Causas e fatores de risco para a depressão
         Solidão
         Falta de apoio social
         As recentes experiências estressantes
         História familiar de depressão
         Problemas conjugais ou de relacionamento
         Problemas financeiros
         Trauma na primeira infância ou abuso
         Abuso de álcool ou drogas
         Desemprego ou subemprego
         Os problemas de saúde ou dor crônica

      Entretanto, Tolman (2009) vem a descrever elementos que interagem e podem causar a depressão, ou seja, o princípio da equifinalidade, segundo o qual podem haver vários caminhos que levam a uma evolução clínica, pois o início da depressão não é uma via de “mão única”, mas que fatores de risco interagem constantemente para definir as chances que uma pessoa tem de ficar deprimida e alguns desses elementos são:
- Vulnerabilidade biológica ou genética - Envolve múltiplos genes que interagem com as influências ambientais, moldam a natureza da química cerebral da pessoa e podem moldar as características da personalidade, como a instabilidade emocional. Os neurotransmissores (substâncias químicas cerebrais), como a serotonina e a noradrenalina, ajudam a regular o humor e estão mais intimamente ligados ao sistema humano de resposta ao estresse.

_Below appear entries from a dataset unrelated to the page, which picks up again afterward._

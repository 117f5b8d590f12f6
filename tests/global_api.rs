//! The process-global configure/start/shutdown surface.
//!
//! These tests share one global processor, so they run as a single test.

use std::sync::{Arc, Mutex};
use std::time::{Duration, Instant};

use offramp::{Callback, InMemoryQueue, JobQueue, RequestOptions, Response};
use wiremock::matchers::{method, path, query_param};
use wiremock::{Mock, MockServer, ResponseTemplate};

struct Collect(Arc<Mutex<Vec<u16>>>);

impl Callback for Collect {
    fn on_complete(&self, response: Response) {
        self.0.lock().expect("lock").push(response.status);
    }
}

#[tokio::test(flavor = "multi_thread")]
async fn configure_start_request_shutdown_round_trip() {
    let server = MockServer::start().await;
    Mock::given(method("GET"))
        .and(path("/ping"))
        .and(query_param("source", "worker"))
        .respond_with(ResponseTemplate::new(200))
        .expect(1)
        .mount(&server)
        .await;

    let queue = Arc::new(InMemoryQueue::new());
    let statuses = Arc::new(Mutex::new(Vec::new()));

    let queue_handle: Arc<dyn JobQueue> = queue.clone();
    let collected = statuses.clone();
    let processor = offramp::configure(queue_handle, |config| {
        config.max_connections = 4;
        config.register_callback("Collect", move || Box::new(Collect(collected.clone())));
    })
    .expect("configure");

    // Lifecycle preconditions hold before start.
    let err = offramp::get(&format!("{}/ping", server.uri()), RequestOptions::callback("Collect"))
        .expect_err("not running yet");
    assert!(matches!(err, offramp::Error::NotRunning { .. }));

    offramp::start().expect("start");

    let options = RequestOptions {
        params: vec![("source".to_string(), "worker".to_string())],
        ..RequestOptions::callback("Collect")
    };
    offramp::get(&format!("{}/ping", server.uri()), options).expect("request accepted");

    let deadline = Instant::now() + Duration::from_secs(5);
    while queue.len() < 1 && Instant::now() < deadline {
        tokio::time::sleep(Duration::from_millis(10)).await;
    }
    let envelopes = queue.take_all();
    assert_eq!(envelopes.len(), 1);

    // Run the callback job the way a worker would.
    for envelope in &envelopes {
        assert_eq!(envelope.class, offramp::CALLBACK_JOB_CLASS);
        offramp::run_callback_job(&envelope.args, processor.config())
            .await
            .expect("callback job");
    }
    assert_eq!(statuses.lock().expect("lock").as_slice(), [200]);

    let snapshot = offramp::metrics().expect("metrics");
    assert_eq!(snapshot.responses, 1);

    offramp::quiet().expect("quiet");
    offramp::shutdown(Some(Duration::from_millis(500))).expect("shutdown");
    offramp::reset();
}
impl RedisInflightStore {
    pub async fn connect(redis_url: &str, prefix: impl Into<String>) -> Result<Self> {
        let client = redis::Client::open(redis_url)?;
        let conn = ConnectionManager::new(client).await?;
        Ok(Self {
            conn,
            prefix: prefix.into(),
        })
    }

    pub fn with_connection(conn: ConnectionManager, prefix: impl Into<String>) -> Self {
        Self {
            conn,
            prefix: prefix.into(),
        }
    }

    fn set_key(&self) -> String {
        format!("{}:inflight", self.prefix)
    }

    fn entry_key(&self, id: Uuid) -> String {
        format!("{}:inflight:{}", self.prefix, id)
    }

    fn lock_key(&self) -> String {
        format!("{}:inflight:gc_lock", self.prefix)
    }

    async fn load_entry(&self, id: Uuid) -> Result<Option<InflightEntry>> {
        let mut conn = self.conn.clone();
        let fields: HashMap<String, String> = conn.hgetall(self.entry_key(id)).await?;
        if fields.is_empty() {
            return Ok(None);
        }

        let enqueued_at = fields
            .get("enqueued_at")
            .and_then(|raw| DateTime::parse_from_rfc3339(raw).ok())
            .map(|parsed| parsed.with_timezone(&Utc))
            .unwrap_or_else(Utc::now);
        let owner_pid = fields.get("owner_pid").cloned().unwrap_or_default();
        let retry_count = fields
            .get("retry_count")
            .and_then(|raw| raw.parse().ok())
            .unwrap_or(0);
        let job_envelope = fields
            .get("job_envelope")
            .filter(|raw| !raw.is_empty())
            .and_then(|raw| serde_json::from_str(raw).ok());

        Ok(Some(InflightEntry {
            request_id: id,
            enqueued_at,
            owner_pid,
            job_envelope,
            retry_count,
        }))
    }
}

#[async_trait]
impl InflightStore for RedisInflightStore {
    async fn register(&self, entry: &InflightEntry) -> Result<()> {
        let mut conn = self.conn.clone();
        let envelope_json = match &entry.job_envelope {
            Some(envelope) => serde_json::to_string(envelope)?,
            None => String::new(),
        };
        let fields: Vec<(&str, String)> = vec![
            ("job_envelope", envelope_json),
            ("enqueued_at", entry.enqueued_at.to_rfc3339()),
            ("owner_pid", entry.owner_pid.clone()),
            ("retry_count", entry.retry_count.to_string()),
        ];

        let _: () = redis::pipe()
            .atomic()
            .hset_multiple(self.entry_key(entry.request_id), &fields)
            .ignore()
            .zadd(
                self.set_key(),
                entry.request_id.to_string(),
                epoch_secs(Utc::now()),
            )
            .ignore()
            .query_async(&mut conn)
            .await?;
        Ok(())
    }

    async fn heartbeat(&self, ids: &[Uuid], now: DateTime<Utc>) -> Result<()> {
        if ids.is_empty() {
            return Ok(());
        }
        let mut conn = self.conn.clone();
        // XX: only refresh members that still exist; GT keeps scores monotone.
        let mut cmd = redis::cmd("ZADD");
        cmd.arg(self.set_key()).arg("XX").arg("GT");
        for id in ids {
            cmd.arg(epoch_secs(now)).arg(id.to_string());
        }
        let _: () = cmd.query_async(&mut conn).await?;
        Ok(())
    }

    async fn remove(&self, id: Uuid) -> Result<()> {
        let mut conn = self.conn.clone();
        let _: () = redis::pipe()
            .atomic()
            .del(self.entry_key(id))
            .ignore()
            .zrem(self.set_key(), id.to_string())
            .ignore()
            .query_async(&mut conn)
            .await?;
        Ok(())
    }

    async fn orphans(&self, threshold: Duration, now: DateTime<Utc>) -> Result<Vec<InflightEntry>> {
        let mut conn = self.conn.clone();
        let cutoff = epoch_secs(now) - threshold.as_secs_f64();
        let ids: Vec<String> = conn
            .zrangebyscore(self.set_key(), "-inf", cutoff)
            .await?;

        let mut entries = Vec::with_capacity(ids.len());
        for raw in ids {
            let Ok(id) = Uuid::parse_str(&raw) else {
                let _: () = conn.zrem(self.set_key(), &raw).await?;
                continue;
            };
            match self.load_entry(id).await? {
                Some(entry) => entries.push(entry),
                None => {
                    // Sorted-set member without a hash violates the layout
                    // invariant; drop the stray member.
                    let _: () = conn.zrem(self.set_key(), &raw).await?;
                }
            }
        }
        Ok(entries)
    }

    async fn drain_owner(&self, owner_pid: &str) -> Result<()> {
        let mut conn = self.conn.clone();
        let ids: Vec<String> = conn.zrange(self.set_key(), 0, -1).await?;
        for raw in ids {
            let Ok(id) = Uuid::parse_str(&raw) else {
                continue;
            };
            let owner: Option<String> = conn.hget(self.entry_key(id), "owner_pid").await?;
            if owner.as_deref() == Some(owner_pid) {
                self.remove(id).await?;
            }
        }
        Ok(())
    }

    async fn acquire_gc_lock(&self, owner: &str, ttl: Duration) -> Result<bool> {
        let mut conn = self.conn.clone();
        let acquired: Option<String> = redis::cmd("SET")
            .arg(self.lock_key())
            .arg(owner)
            .arg("NX")
            .arg("EX")
            .arg(ttl.as_secs().max(1))
            .query_async(&mut conn)
            .await?;
        Ok(acquired.is_some())
    }

    async fn release_gc_lock(&self, owner: &str) -> Result<()> {
        let mut conn = self.conn.clone();
        let script = redis::Script::new(
            r#"
            if redis.call('GET', KEYS[1]) == ARGV[1] then
                return redis.call('DEL', KEYS[1])
            end
            return 0
            "#,
        );
        let _: i32 = script
            .key(self.lock_key())
            .arg(owner)
            .invoke_async(&mut conn)
            .await?;
        Ok(())
    }
}
//! One-shot request API over the installed global processor.
//!
//! `get` / `post` / … build a [`Request`], attach the current job context
//! when one is in scope, and hand it to the processor. The call returns as
//! soon as the request is accepted; results arrive through the named
//! callback.

use std::time::Duration;

use uuid::Uuid;

use crate::config::Config;
use crate::context::current_job;
use crate::errors::{Error, Result, ValidationError};
use crate::processor;
use crate::types::{CallbackArgs, HttpHeaders, Method, Request};

/// Options recognized by the one-shot API. Anything left `None` falls back
/// to the configured default.
#[derive(Debug, Clone, Default)]
pub struct RequestOptions {
    pub headers: Option<HttpHeaders>,
    pub body: Option<String>,
    /// Query parameters merged into the URL.
    pub params: Vec<(String, String)>,
    pub timeout: Option<Duration>,
    pub connect_timeout: Option<Duration>,
    /// Callback class name; required.
    pub callback: Option<String>,
    pub callback_args: Option<CallbackArgs>,
    pub raise_error_responses: Option<bool>,
    pub max_redirects: Option<u32>,
}

impl RequestOptions {
    pub fn callback(name: impl Into<String>) -> Self {
        Self {
            callback: Some(name.into()),
            ..Default::default()
        }
    }
}

/// Builds and enqueues a request on the global processor, returning its id.
pub fn request(method: Method, url: &str, options: RequestOptions) -> Result<Uuid> {
    let processor = processor::global()?;
    let request = build_request(method, url, options, processor.config())?;
    processor.enqueue(request)
}

pub fn get(url: &str, options: RequestOptions) -> Result<Uuid> {
    request(Method::Get, url, options)
}

pub fn post(url: &str, options: RequestOptions) -> Result<Uuid> {
    request(Method::Post, url, options)
}

pub fn put(url: &str, options: RequestOptions) -> Result<Uuid> {
    request(Method::Put, url, options)
}

pub fn patch(url: &str, options: RequestOptions) -> Result<Uuid> {
    request(Method::Patch, url, options)
}

pub fn delete(url: &str, options: RequestOptions) -> Result<Uuid> {
    request(Method::Delete, url, options)
}

pub fn head(url: &str, options: RequestOptions) -> Result<Uuid> {
    request(Method::Head, url, options)
}

pub fn options(url: &str, options: RequestOptions) -> Result<Uuid> {
    request(Method::Options, url, options)
}

fn build_request(
    method: Method,
    url: &str,
    options: RequestOptions,
    config: &Config,
) -> Result<Request> {
    let callback = options
        .callback
        .filter(|name| !name.trim().is_empty())
        .ok_or_else(|| {
            Error::Validation(ValidationError::for_field("callback", "is required"))
        })?;

    let url = apply_params(url, &options.params)?;

    let mut builder = Request::builder(method, url)
        .timeout(options.timeout.unwrap_or(config.timeout))
        .connect_timeout(options.connect_timeout.unwrap_or(config.connect_timeout))
        .max_redirects(options.max_redirects.unwrap_or(config.max_redirects))
        .raise_error_responses(options.raise_error_responses.unwrap_or(false))
        .callback(callback);

    if let Some(headers) = options.headers {
        builder = builder.headers(headers);
    }
    if let Some(body) = options.body {
        builder = builder.body(body);
    }
    if let Some(args) = options.callback_args {
        builder = builder.callback_args(args);
    }
    if let Some(job) = current_job() {
        builder = builder.job_envelope(job.envelope);
    }

    builder.build()
}

fn apply_params(url: &str, params: &[(String, String)]) -> Result<String> {
    if params.is_empty() {
        return Ok(url.to_string());
    }
    let mut parsed = reqwest::Url::parse(url)
        .map_err(|err| Error::Validation(ValidationError::for_field("url", err.to_string())))?;
    parsed
        .query_pairs_mut()
        .extend_pairs(params.iter().map(|(key, value)| (key.as_str(), value.as_str())));
    Ok(parsed.to_string())
}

- Vulnerabilidade psicológica - Envolve comportamentos moldados por fatores como timidez e busca excessiva de reasseguramento. Estudos recentes indicam que a resolução dos problemas protege as pessoas de eventos estressantes da vida. Já estratégias de evitação podem causar depressão.

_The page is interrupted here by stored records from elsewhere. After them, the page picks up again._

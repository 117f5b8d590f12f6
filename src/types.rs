//! Value model for offloaded HTTP work.
//!
//! Everything in this module is immutable once constructed and serializes to
//! a string-keyed, JSON-safe map via [`as_hash`](Request::as_hash) /
//! [`load`](Request::load) so it can travel through job arguments. Round
//! trips preserve every field, including nested callback args and the
//! ordered redirect list.

use std::fmt;
use std::time::Duration;

use serde::{Deserialize, Serialize};
use serde_json::Value;
use uuid::Uuid;

use crate::errors::{Error, Result, ValidationError};
use crate::queue::JobEnvelope;
use crate::{DEFAULT_CONNECT_TIMEOUT, DEFAULT_MAX_REDIRECTS, DEFAULT_REQUEST_TIMEOUT};

/// HTTP method accepted by the processor.
#[derive(Debug, Clone, Copy, PartialEq, Eq, Hash, Serialize, Deserialize)]
#[serde(rename_all = "lowercase")]
pub enum Method {
    Get,
    Post,
    Put,
    Patch,
    Delete,
    Head,
    Options,
}

impl Method {
    pub const ALL: [Method; 7] = [
        Method::Get,
        Method::Post,
        Method::Put,
        Method::Patch,
        Method::Delete,
        Method::Head,
        Method::Options,
    ];

    pub fn as_str(&self) -> &'static str {
        match self {
            Method::Get => "get",
            Method::Post => "post",
            Method::Put => "put",
            Method::Patch => "patch",
            Method::Delete => "delete",
            Method::Head => "head",
            Method::Options => "options",
        }
    }

    /// Case-insensitive parse; returns `None` for methods the processor does
    /// not accept.
    pub fn parse(value: &str) -> Option<Method> {
        match value.trim().to_ascii_lowercase().as_str() {
            "get" => Some(Method::Get),
            "post" => Some(Method::Post),
            "put" => Some(Method::Put),
            "patch" => Some(Method::Patch),
            "delete" => Some(Method::Delete),
            "head" => Some(Method::Head),
            "options" => Some(Method::Options),
            _ => None,
        }
    }

    /// Whether a request body is permitted for this method.
    pub fn allows_body(&self) -> bool {
        matches!(self, Method::Post | Method::Put | Method::Patch)
    }

    pub(crate) fn to_reqwest(self) -> reqwest::Method {
        match self {
            Method::Get => reqwest::Method::GET,
            Method::Post => reqwest::Method::POST,
            Method::Put => reqwest::Method::PUT,
            Method::Patch => reqwest::Method::PATCH,
            Method::Delete => reqwest::Method::DELETE,
            Method::Head => reqwest::Method::HEAD,
            Method::Options => reqwest::Method::OPTIONS,
        }
    }
}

- Eventos estressantes da vida - Eventos estressantes da vida, especialmente perdas pessoais ou abuso físico ou sexual, parecem aumentar a probabilidade de depressão ao tornarem a resposta cerebral ao estresse mais hipersensível e intensa.
- Respostas únicas ao estresse - Pesquisas indicam claramente que o potencial para reações ao estresse resulta em alterações substanciais na neuroquímica e na estrutura do cérebro, incluindo o desenvolvimento de um “sistema persistentemente hipersensível de resposta ao estresse”. Os traumas precoces podem causar danos ou reduzir o crescimento neuronal no hipocampo, uma estrutura cerebral importante vinculada aos transtornos de humor.
- Fatores cognitivos – Pensamentos e crenças gerias de uma pessoa a respeito do mundo e dos relacionamentos podem causar depressão (p. ex., aqueles que geralmente têm uma visão pessimista do mundo são mais propensos à depressão do que os otimistas).
- Efeitos interpessoais e exigências sociais – fatores sociais e emocionais que afetam a qualidade dos relacionamentos estão ligados ao estresse; apoio social positivo reduz esse estresse, enquanto relacionamentos negativos o aumentam.


O caminho para a recuperação da depressão
     Assim como os sintomas e as causas da depressão são diferentes em pessoas diferentes, por isso são as maneiras de se sentir melhor. O que funciona para uma pessoa pode não funcionar para outro, e não há um tratamento é adequado em todos os casos. Se você reconhecer os sinais da depressão em si mesmo ou um ente querido, levará algum tempo para explorar as muitas opções de tratamento. Na maioria dos casos, a melhor abordagem envolve uma combinação de apoio social, as mudanças de estilo de vida, emocional construção de habilidades e ajuda profissional. É importante também tentar fazer mudanças de estilo de vida, que nem sempre são fáceis de fazer, mas podem ter um grande impacto sobre a depressão. Mudanças que podem ser muito eficazes incluem:
-    Cultivar relações de apoio, ter um grupo de amigos;
-     Fazer exercícios regulares e dormir bem;
-     Comer saudavelmente para impulsionar naturalmente o humor;
-     Evitar o estresse;
-     Praticar técnicas de relaxamento.
     Há muitos tratamentos eficazes para a depressão, incluindo a terapia, medicação e tratamentos alternativos. O tratamento eficaz para a depressão, muitas vezes inclui alguma forma de terapia. Terapia oferece ferramentas para tratar a depressão a partir de uma variedade de ângulos. Além disso, o que você aprendeu na terapia lhe dá habilidades e conhecimento para prevenir a depressão de voltar.